*** Data for this task Section Begins ***

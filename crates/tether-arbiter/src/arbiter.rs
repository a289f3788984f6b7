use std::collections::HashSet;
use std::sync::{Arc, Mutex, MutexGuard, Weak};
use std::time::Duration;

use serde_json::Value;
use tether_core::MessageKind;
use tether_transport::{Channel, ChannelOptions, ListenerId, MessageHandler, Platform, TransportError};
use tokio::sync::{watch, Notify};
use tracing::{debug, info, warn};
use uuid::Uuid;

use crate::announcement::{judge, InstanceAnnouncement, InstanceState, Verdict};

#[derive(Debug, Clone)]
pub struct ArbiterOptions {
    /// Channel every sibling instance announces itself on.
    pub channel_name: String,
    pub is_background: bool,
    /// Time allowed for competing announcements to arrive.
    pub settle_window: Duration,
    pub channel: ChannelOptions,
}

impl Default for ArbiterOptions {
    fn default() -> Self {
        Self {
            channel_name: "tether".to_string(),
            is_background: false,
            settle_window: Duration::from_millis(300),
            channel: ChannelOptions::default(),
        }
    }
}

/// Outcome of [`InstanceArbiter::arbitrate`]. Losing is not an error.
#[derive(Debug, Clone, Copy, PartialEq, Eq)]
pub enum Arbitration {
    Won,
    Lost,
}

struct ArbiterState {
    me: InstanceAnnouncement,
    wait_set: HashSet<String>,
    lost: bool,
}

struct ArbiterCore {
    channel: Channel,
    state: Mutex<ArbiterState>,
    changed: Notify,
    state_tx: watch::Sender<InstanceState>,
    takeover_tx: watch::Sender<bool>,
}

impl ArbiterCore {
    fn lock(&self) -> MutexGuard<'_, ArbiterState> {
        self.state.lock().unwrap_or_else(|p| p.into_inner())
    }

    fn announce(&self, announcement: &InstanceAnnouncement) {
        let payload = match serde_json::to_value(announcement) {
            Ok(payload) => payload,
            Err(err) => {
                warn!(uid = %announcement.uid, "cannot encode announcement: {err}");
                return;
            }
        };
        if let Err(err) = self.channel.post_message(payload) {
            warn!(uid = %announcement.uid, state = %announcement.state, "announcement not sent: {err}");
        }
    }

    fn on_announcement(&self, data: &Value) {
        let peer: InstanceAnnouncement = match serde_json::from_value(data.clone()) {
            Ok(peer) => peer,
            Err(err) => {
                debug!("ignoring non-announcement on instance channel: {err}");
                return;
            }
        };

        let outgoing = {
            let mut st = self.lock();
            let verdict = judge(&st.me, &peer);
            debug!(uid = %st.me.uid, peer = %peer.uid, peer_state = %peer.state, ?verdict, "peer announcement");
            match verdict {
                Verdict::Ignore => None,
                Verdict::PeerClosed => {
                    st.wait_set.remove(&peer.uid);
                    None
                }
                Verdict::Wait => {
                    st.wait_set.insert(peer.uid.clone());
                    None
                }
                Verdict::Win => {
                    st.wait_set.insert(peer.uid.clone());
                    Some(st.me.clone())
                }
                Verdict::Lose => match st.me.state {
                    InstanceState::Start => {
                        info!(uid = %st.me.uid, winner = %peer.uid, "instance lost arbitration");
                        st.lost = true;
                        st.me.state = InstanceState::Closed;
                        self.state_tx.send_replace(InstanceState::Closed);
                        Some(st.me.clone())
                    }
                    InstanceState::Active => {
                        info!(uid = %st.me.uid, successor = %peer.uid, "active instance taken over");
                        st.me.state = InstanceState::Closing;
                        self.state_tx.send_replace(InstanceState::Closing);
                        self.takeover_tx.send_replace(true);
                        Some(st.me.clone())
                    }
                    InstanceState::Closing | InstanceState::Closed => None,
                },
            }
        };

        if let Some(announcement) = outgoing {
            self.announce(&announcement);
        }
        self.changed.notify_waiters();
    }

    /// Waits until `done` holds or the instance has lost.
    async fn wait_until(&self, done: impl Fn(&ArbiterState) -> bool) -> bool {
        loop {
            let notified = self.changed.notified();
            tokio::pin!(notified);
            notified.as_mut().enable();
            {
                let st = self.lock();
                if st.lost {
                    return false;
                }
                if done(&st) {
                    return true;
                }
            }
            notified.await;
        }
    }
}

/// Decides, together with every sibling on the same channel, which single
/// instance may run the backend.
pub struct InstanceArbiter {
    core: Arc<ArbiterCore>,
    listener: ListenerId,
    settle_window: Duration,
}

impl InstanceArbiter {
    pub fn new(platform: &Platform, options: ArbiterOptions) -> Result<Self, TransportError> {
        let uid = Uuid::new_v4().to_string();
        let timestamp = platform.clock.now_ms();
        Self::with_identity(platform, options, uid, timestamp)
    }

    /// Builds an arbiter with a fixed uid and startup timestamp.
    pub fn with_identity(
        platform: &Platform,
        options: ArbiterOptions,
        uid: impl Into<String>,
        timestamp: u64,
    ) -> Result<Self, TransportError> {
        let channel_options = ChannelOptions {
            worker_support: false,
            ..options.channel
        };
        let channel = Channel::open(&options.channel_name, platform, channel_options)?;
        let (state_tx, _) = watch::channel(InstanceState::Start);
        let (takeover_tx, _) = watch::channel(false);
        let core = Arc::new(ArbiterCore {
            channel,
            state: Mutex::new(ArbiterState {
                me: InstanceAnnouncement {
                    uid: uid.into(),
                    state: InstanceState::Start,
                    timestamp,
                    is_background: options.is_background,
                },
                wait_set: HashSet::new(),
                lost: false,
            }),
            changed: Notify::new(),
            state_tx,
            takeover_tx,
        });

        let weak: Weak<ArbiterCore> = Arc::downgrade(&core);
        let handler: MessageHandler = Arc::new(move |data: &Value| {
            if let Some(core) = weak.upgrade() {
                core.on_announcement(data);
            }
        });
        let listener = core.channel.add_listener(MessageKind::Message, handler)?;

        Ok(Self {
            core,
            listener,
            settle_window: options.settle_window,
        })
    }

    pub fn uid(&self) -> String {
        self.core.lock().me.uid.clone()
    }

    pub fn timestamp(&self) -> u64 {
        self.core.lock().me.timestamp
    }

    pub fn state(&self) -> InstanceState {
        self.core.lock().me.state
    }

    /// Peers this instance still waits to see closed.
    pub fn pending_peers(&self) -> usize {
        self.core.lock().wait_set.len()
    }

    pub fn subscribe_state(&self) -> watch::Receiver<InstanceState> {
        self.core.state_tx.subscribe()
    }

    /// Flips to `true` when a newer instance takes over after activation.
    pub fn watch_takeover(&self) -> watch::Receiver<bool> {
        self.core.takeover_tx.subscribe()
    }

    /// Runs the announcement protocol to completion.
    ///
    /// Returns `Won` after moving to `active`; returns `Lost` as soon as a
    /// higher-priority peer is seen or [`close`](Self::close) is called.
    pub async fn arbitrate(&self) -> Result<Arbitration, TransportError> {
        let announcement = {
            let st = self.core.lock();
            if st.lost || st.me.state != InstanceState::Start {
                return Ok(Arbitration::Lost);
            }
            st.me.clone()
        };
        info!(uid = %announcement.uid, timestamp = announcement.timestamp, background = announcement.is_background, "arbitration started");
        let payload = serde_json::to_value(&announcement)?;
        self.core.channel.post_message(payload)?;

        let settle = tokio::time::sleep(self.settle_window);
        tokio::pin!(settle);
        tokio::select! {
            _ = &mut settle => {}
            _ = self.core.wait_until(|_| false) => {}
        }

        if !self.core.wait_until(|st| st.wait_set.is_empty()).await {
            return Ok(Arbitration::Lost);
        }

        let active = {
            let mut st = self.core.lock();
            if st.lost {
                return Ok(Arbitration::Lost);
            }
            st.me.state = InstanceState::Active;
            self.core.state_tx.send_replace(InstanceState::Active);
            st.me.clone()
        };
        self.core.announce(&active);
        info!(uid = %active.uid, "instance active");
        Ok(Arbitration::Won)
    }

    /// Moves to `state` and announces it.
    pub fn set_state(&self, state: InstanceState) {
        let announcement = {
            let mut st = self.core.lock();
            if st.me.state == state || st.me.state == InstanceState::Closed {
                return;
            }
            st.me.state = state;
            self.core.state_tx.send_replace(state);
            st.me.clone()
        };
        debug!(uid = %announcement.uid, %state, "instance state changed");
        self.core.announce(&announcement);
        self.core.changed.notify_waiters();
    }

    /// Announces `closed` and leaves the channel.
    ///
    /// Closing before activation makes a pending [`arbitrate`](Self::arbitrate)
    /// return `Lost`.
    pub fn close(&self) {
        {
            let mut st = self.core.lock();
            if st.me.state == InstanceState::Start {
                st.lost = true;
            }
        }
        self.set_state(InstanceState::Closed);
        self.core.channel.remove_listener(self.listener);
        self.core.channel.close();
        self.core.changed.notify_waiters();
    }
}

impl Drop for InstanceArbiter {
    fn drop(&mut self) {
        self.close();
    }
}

*** Data for this task Section Ends ***

Within the entries above, find the string "InstanceArbiter" and return each line that holds it.

Reply:
/// Outcome of [`InstanceArbiter::arbitrate`]. Losing is not an error.
pub struct InstanceArbiter {
impl InstanceArbiter {
impl Drop for InstanceArbiter {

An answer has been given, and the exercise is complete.